Task to carry out: Please repeat, from the entries that follow, the lines from the one containing "pub fn with_delay(behavior: Behavior, delay: Duration)" through the one containing "pub fn always_ok()" exactly, adding nothing.

Records contained in a dataset:

>>>

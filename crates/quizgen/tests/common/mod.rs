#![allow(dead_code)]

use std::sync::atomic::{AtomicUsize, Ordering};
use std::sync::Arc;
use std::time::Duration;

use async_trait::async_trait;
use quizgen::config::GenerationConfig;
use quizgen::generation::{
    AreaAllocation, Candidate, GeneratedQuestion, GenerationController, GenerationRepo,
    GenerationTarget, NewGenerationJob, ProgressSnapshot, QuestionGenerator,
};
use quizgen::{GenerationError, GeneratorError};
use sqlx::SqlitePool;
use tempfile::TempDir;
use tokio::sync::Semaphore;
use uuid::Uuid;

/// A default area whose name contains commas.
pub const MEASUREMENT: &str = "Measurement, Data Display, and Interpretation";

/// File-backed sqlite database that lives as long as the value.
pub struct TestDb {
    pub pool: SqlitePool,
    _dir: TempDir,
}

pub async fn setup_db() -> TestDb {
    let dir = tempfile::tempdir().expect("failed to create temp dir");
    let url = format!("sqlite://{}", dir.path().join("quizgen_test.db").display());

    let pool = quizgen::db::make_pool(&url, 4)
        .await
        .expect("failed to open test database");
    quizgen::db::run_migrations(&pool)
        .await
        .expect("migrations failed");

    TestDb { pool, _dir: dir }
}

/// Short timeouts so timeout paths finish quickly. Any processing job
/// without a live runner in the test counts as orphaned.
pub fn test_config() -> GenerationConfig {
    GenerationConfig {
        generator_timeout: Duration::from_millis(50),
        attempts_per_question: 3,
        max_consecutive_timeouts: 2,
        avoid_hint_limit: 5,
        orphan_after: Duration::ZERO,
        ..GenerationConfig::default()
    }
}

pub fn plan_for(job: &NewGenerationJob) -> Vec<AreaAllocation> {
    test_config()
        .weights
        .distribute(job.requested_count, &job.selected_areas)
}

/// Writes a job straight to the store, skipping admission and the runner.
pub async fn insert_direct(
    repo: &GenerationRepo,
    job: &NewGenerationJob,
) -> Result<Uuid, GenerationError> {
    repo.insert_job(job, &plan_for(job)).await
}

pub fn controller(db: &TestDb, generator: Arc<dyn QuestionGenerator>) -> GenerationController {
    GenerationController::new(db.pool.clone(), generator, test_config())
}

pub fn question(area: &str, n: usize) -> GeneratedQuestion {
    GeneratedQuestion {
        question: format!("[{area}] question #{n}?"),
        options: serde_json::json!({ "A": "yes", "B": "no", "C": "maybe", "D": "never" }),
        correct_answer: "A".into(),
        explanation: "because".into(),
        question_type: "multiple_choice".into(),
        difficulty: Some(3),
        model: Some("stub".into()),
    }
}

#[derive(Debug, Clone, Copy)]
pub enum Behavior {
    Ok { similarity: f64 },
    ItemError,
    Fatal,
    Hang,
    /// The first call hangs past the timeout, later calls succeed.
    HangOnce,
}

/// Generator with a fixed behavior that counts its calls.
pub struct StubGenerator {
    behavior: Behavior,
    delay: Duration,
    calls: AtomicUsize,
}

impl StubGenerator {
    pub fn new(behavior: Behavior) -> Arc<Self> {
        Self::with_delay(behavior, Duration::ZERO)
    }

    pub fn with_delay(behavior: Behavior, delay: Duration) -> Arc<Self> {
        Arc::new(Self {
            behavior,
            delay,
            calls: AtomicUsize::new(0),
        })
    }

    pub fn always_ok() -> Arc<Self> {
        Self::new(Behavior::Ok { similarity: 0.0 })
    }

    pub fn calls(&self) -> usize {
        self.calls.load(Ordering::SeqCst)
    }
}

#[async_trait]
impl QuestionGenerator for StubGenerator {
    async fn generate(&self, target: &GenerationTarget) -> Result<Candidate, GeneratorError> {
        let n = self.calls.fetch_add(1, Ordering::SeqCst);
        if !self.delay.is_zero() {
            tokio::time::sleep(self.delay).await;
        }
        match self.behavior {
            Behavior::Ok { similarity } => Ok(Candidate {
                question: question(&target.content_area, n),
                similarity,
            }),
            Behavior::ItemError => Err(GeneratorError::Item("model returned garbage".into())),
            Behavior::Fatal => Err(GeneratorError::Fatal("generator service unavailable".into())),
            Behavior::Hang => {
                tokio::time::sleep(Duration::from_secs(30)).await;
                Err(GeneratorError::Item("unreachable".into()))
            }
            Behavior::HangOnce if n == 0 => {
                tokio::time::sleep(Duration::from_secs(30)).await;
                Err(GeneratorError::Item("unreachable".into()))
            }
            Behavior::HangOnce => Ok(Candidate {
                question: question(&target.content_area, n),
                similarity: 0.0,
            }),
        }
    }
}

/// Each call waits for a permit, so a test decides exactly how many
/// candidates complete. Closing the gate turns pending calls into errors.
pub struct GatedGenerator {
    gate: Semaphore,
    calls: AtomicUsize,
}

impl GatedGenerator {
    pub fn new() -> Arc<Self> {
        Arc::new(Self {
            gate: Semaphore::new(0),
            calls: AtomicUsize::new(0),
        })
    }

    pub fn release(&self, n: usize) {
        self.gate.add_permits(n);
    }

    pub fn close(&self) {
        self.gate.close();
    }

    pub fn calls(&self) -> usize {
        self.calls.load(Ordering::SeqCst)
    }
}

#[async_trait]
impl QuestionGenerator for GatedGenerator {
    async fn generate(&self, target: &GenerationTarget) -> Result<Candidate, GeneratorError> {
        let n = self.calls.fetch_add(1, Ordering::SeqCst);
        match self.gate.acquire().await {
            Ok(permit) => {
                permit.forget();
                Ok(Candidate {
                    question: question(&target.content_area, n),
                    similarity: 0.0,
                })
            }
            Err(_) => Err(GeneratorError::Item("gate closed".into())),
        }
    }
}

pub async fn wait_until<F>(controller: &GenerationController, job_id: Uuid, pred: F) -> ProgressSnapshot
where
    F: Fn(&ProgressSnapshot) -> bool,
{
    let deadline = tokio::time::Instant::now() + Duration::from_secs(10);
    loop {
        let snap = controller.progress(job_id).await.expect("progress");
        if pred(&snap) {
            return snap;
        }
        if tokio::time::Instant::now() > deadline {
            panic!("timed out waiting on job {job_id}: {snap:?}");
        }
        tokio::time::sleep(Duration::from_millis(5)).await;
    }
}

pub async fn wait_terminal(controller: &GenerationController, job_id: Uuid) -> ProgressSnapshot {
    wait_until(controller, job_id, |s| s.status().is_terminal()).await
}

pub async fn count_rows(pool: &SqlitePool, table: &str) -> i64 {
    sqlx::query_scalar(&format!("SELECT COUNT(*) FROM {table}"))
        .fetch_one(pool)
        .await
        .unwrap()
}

<<<

Solution:
    pub fn with_delay(behavior: Behavior, delay: Duration) -> Arc<Self> {
        Arc::new(Self {
            behavior,
            delay,
            calls: AtomicUsize::new(0),
        })
    }

    pub fn always_ok() -> Arc<Self> {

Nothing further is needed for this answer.